EXERCISE INSTRUCTIONS:
Copy out each line containing "white" from the entries below.

INPUT MATERIAL:
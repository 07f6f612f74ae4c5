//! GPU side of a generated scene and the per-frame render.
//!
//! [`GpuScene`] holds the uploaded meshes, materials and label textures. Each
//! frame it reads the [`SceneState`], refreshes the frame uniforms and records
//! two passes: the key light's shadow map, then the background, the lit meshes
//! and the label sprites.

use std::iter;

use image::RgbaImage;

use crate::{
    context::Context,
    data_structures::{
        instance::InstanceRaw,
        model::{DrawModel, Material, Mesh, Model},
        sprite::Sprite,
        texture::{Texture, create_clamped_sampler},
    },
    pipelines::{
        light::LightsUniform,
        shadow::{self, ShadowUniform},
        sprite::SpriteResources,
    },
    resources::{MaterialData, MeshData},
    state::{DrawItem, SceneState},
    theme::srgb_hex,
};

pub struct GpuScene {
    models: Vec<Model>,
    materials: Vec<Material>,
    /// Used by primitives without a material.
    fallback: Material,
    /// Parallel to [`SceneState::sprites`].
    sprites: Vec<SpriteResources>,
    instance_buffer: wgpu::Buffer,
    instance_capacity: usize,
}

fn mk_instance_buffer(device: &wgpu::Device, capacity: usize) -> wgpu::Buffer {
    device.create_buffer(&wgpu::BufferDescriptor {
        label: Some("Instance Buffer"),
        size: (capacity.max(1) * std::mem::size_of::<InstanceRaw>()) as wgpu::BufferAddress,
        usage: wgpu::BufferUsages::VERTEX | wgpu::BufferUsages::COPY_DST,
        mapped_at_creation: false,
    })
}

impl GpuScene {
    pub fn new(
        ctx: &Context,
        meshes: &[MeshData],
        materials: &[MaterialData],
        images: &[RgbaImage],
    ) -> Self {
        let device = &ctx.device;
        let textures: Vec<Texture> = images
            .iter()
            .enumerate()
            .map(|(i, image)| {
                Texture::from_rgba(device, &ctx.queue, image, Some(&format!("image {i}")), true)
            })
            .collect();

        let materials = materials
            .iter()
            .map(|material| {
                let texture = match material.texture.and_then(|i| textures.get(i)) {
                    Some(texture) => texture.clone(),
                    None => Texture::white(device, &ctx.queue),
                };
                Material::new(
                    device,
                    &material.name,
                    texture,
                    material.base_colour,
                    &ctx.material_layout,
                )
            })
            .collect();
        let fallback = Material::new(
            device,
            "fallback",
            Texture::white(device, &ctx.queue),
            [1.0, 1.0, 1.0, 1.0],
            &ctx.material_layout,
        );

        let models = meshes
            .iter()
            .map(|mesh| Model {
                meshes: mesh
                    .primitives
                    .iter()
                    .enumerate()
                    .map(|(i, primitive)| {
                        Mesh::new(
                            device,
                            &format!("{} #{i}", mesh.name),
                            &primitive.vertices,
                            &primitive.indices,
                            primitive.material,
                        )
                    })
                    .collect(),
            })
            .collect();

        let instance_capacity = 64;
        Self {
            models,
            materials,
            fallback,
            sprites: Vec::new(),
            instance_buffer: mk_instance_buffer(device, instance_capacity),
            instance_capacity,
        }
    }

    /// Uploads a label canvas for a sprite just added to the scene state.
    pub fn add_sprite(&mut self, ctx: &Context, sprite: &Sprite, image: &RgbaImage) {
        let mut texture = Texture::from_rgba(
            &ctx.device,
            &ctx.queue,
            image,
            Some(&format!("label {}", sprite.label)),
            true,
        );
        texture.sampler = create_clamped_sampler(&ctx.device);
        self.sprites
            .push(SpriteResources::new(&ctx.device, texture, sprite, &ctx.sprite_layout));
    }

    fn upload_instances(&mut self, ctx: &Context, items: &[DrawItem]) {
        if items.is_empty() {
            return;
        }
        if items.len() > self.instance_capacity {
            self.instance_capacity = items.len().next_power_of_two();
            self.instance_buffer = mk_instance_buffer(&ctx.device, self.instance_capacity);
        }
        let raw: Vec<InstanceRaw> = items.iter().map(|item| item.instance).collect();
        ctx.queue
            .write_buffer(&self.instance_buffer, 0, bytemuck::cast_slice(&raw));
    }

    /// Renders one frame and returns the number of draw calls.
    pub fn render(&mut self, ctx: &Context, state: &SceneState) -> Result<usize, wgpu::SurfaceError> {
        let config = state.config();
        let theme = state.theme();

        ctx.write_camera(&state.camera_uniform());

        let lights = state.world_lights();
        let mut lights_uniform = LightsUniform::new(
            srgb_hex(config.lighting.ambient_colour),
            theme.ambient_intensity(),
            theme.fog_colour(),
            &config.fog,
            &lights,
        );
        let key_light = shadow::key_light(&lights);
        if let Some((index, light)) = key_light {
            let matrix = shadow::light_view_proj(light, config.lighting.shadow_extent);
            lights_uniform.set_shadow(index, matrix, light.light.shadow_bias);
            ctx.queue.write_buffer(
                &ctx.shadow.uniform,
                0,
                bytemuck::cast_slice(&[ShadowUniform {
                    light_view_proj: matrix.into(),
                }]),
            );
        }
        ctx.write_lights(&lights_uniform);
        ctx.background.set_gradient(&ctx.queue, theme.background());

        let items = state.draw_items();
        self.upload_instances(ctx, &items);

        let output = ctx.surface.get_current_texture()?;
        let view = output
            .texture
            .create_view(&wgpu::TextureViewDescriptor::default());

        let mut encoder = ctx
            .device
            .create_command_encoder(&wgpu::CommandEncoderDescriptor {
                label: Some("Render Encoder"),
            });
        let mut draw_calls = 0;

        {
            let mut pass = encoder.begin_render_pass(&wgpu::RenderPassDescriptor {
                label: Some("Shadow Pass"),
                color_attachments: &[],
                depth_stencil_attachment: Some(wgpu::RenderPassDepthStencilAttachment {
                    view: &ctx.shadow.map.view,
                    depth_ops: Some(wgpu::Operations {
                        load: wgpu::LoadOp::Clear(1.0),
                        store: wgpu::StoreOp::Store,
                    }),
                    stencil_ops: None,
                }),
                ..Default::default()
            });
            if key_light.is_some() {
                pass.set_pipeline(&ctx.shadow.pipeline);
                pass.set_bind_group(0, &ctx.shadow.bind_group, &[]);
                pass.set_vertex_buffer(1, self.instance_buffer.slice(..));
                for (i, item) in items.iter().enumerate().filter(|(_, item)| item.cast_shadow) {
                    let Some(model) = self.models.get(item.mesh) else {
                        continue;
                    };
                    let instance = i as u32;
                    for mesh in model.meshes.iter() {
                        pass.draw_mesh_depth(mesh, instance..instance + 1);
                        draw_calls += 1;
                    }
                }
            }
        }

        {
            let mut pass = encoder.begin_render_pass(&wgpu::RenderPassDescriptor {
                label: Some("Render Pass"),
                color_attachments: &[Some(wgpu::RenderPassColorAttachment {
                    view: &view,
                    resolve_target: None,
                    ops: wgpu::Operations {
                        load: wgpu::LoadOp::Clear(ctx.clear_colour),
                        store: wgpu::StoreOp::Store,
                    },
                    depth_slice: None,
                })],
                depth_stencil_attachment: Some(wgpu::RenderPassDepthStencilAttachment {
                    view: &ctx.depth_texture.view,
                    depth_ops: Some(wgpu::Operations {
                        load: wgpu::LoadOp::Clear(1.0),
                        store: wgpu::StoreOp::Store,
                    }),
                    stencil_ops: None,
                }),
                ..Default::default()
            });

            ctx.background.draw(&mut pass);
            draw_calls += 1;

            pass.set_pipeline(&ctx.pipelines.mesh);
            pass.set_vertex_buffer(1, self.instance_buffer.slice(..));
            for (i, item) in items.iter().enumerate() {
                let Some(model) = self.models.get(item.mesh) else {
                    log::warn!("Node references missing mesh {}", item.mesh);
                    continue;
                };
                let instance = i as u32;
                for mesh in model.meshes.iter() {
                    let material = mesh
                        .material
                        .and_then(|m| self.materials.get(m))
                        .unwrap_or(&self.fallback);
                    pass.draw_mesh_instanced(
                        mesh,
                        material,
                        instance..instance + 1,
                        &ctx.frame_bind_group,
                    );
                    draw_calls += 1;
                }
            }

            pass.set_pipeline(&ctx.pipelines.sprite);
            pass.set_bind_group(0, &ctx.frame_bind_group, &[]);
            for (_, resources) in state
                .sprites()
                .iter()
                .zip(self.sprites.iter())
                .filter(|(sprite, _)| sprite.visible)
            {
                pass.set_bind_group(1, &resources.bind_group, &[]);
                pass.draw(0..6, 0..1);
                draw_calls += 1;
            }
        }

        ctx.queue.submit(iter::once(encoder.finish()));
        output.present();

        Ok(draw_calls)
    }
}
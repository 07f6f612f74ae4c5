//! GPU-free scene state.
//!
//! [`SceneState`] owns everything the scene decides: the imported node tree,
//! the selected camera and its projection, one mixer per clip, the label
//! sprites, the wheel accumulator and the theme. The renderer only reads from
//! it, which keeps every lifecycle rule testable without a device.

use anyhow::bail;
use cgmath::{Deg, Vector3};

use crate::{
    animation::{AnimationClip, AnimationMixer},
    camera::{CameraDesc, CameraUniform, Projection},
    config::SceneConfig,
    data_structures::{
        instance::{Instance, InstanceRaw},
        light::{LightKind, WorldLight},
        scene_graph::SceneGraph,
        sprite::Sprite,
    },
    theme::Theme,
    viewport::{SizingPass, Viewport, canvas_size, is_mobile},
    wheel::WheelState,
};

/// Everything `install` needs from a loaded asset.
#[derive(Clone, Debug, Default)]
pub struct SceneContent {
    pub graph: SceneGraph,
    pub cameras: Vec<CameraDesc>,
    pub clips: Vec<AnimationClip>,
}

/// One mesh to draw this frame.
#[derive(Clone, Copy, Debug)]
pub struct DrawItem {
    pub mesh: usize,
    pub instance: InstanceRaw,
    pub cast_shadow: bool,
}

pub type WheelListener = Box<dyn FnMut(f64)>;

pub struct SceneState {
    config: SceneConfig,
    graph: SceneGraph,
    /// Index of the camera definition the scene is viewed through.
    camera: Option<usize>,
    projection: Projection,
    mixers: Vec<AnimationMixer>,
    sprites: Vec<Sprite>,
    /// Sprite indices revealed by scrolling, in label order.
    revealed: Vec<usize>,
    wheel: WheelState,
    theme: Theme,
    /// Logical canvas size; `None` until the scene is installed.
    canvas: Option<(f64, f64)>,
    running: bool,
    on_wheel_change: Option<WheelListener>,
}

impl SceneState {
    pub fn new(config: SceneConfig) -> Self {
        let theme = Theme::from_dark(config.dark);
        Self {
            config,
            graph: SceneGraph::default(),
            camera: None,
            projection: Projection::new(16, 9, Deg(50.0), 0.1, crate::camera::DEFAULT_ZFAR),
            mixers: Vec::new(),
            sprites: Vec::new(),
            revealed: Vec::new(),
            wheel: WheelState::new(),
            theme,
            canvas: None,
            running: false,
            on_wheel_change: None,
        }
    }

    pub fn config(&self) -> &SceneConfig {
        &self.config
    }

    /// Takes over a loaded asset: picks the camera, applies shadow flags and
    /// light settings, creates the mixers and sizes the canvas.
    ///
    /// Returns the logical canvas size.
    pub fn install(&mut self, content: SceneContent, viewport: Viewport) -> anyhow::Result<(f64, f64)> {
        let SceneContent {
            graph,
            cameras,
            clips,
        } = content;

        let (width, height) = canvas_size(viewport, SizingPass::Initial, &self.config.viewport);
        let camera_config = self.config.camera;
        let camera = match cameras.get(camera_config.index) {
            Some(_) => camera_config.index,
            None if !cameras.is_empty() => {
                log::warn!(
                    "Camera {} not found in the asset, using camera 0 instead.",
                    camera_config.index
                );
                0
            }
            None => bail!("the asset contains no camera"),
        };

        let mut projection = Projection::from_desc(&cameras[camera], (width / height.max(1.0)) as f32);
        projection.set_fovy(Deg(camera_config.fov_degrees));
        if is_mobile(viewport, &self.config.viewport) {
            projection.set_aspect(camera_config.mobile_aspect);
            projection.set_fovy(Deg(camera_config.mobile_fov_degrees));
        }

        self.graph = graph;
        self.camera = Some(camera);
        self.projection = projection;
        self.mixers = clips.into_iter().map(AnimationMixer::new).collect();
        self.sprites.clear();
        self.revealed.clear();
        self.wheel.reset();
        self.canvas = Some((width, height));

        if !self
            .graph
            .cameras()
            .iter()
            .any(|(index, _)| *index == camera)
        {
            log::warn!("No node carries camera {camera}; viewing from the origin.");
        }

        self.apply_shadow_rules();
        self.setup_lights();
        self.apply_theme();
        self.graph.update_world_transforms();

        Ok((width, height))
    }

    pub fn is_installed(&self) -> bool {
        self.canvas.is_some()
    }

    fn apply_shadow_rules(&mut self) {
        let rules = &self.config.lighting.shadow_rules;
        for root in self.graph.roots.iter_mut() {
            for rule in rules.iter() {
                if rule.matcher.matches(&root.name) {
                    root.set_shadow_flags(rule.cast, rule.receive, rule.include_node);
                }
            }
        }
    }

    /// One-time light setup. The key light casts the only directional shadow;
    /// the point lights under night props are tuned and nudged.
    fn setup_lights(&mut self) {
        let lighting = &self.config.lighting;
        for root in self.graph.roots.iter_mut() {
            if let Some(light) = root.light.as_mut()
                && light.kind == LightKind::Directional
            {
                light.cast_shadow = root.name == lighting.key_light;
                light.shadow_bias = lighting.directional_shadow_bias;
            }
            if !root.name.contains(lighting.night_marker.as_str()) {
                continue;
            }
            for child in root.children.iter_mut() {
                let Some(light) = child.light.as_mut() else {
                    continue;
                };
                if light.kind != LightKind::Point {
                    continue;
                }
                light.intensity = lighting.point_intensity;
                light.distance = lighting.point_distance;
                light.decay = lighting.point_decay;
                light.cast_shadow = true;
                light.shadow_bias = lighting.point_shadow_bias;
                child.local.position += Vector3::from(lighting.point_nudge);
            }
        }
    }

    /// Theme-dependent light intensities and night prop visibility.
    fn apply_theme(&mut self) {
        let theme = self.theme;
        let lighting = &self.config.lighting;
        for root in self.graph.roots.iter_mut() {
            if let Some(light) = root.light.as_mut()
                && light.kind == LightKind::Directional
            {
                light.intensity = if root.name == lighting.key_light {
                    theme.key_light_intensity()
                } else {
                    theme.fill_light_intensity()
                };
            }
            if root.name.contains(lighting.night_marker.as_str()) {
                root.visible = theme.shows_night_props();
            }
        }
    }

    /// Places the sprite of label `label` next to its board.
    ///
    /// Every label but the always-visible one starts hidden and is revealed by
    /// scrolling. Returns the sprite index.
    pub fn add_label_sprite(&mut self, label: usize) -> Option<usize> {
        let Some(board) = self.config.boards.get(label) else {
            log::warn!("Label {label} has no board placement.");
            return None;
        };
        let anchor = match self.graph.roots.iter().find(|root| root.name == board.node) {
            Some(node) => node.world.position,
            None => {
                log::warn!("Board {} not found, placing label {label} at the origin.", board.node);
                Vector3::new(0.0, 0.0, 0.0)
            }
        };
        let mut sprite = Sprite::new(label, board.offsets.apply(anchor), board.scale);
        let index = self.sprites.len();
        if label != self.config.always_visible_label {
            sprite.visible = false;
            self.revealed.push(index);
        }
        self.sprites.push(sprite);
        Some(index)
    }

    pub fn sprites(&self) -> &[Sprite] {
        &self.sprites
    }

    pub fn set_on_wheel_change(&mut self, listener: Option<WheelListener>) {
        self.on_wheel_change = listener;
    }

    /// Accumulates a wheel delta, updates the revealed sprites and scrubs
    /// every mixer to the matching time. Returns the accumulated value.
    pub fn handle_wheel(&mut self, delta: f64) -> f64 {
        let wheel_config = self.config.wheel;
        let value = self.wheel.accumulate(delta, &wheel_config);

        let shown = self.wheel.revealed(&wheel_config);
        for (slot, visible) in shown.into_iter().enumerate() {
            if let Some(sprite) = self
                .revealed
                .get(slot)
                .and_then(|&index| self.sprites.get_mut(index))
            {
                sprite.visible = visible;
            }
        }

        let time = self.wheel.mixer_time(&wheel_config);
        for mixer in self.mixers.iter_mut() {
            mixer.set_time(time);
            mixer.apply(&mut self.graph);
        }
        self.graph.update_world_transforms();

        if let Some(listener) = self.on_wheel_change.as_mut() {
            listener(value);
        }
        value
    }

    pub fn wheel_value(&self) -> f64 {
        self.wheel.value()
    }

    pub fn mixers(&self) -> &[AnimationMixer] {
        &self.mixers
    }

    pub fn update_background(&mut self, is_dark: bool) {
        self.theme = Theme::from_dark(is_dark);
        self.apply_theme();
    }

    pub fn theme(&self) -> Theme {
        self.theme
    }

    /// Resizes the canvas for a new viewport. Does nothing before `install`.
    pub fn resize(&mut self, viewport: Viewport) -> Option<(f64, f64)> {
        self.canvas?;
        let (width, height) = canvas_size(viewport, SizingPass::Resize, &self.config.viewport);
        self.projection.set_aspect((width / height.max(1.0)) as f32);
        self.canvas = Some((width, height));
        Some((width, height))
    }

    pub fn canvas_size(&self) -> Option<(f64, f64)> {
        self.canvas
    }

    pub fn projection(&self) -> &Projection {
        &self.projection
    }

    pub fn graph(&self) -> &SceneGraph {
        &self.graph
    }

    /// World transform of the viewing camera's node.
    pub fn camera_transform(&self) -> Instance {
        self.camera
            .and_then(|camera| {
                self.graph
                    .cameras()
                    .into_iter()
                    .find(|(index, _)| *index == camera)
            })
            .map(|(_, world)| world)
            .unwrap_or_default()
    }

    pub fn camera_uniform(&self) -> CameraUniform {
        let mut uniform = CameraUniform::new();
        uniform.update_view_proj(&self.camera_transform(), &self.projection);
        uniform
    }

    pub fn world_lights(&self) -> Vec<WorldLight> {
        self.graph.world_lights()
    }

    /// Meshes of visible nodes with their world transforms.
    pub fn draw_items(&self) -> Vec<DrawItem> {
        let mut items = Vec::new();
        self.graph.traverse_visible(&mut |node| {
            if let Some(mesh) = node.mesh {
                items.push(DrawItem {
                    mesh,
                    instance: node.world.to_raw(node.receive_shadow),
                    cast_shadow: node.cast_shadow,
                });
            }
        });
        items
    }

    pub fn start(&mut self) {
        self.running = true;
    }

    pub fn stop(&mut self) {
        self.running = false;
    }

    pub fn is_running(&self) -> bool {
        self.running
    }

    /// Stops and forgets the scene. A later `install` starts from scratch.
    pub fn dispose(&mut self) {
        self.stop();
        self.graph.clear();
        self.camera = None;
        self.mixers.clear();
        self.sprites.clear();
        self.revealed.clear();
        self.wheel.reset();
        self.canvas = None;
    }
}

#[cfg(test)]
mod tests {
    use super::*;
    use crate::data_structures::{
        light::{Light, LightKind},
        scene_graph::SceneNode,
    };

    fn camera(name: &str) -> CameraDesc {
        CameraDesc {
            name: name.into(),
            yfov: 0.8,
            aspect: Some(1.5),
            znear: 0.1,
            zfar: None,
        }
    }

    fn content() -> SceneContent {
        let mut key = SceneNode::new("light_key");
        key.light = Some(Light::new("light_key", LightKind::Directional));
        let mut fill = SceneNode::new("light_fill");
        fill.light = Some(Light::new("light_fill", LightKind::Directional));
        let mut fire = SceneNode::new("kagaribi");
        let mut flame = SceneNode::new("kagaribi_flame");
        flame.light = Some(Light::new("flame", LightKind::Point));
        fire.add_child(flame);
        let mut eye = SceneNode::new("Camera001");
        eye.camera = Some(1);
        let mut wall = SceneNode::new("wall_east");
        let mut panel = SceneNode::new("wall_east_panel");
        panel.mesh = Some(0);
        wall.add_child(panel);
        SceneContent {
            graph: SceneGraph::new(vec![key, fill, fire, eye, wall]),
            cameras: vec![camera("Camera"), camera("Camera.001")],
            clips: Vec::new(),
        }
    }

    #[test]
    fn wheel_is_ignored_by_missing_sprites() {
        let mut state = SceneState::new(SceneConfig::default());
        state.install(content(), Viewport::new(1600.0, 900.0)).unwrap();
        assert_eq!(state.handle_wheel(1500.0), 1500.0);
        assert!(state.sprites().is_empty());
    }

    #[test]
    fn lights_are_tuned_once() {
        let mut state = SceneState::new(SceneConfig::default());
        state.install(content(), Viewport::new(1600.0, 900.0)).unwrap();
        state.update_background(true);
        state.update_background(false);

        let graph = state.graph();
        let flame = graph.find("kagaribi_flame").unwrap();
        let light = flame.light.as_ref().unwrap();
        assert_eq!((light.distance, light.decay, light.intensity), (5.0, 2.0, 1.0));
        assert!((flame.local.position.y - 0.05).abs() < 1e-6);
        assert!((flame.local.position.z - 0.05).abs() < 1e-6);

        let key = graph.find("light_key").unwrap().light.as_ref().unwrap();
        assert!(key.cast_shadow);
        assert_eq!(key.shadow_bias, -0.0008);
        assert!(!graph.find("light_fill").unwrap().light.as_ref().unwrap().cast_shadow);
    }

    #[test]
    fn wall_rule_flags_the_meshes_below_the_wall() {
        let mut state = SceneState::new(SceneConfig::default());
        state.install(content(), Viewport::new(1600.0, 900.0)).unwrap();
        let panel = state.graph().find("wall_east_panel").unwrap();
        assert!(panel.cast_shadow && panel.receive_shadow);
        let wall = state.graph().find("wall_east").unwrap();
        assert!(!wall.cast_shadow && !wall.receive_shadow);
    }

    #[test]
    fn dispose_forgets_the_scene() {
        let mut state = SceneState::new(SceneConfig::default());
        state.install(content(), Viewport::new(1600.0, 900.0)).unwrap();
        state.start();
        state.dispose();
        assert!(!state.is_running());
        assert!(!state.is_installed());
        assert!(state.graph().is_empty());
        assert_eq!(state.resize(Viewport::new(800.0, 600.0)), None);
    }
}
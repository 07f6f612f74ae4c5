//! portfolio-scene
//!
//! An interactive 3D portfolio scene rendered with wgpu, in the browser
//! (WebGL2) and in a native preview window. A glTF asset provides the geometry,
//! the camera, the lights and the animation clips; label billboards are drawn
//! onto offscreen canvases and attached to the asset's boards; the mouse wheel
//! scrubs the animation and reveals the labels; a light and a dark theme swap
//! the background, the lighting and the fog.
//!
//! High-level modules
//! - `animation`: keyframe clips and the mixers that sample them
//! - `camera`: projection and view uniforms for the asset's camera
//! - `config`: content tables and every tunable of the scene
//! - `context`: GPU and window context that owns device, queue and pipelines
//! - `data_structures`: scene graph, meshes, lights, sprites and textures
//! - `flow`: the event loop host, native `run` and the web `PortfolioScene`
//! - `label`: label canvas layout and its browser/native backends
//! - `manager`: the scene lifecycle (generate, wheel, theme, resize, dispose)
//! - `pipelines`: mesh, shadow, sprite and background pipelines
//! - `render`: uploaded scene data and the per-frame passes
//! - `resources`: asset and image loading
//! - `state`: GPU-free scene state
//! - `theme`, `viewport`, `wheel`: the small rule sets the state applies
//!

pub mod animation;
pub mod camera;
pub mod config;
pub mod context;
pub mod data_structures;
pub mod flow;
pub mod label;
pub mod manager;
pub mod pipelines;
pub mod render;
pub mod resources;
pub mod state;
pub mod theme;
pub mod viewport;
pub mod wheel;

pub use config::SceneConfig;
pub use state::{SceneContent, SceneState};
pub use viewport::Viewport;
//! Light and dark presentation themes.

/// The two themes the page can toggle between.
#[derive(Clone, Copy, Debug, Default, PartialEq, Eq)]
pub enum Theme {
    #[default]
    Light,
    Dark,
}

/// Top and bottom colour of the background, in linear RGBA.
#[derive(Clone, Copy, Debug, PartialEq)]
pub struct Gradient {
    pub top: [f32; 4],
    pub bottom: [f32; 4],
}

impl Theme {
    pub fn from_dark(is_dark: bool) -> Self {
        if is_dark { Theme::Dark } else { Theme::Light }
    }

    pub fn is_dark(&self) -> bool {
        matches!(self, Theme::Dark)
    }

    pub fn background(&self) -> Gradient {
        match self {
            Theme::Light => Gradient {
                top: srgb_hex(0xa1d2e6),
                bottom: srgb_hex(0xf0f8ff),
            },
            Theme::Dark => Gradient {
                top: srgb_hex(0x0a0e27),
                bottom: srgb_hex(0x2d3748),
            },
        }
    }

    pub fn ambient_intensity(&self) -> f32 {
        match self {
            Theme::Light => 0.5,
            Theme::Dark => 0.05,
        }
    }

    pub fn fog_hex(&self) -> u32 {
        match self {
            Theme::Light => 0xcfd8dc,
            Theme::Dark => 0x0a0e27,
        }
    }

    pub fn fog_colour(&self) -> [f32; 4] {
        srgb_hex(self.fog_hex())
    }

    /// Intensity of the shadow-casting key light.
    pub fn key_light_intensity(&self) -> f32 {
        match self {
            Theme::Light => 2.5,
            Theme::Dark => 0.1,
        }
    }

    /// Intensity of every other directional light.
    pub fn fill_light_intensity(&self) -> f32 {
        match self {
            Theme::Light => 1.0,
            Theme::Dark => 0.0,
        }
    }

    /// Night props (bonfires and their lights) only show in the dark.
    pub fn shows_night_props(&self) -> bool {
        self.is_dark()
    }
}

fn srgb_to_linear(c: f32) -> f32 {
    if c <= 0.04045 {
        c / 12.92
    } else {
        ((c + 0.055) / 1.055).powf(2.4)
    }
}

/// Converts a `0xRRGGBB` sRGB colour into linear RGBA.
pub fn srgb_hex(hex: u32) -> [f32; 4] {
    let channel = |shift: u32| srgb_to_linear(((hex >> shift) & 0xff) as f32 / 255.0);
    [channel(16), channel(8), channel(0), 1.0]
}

REPLY:
                    None => Texture::white(device, &ctx.queue),
            Texture::white(device, &ctx.queue),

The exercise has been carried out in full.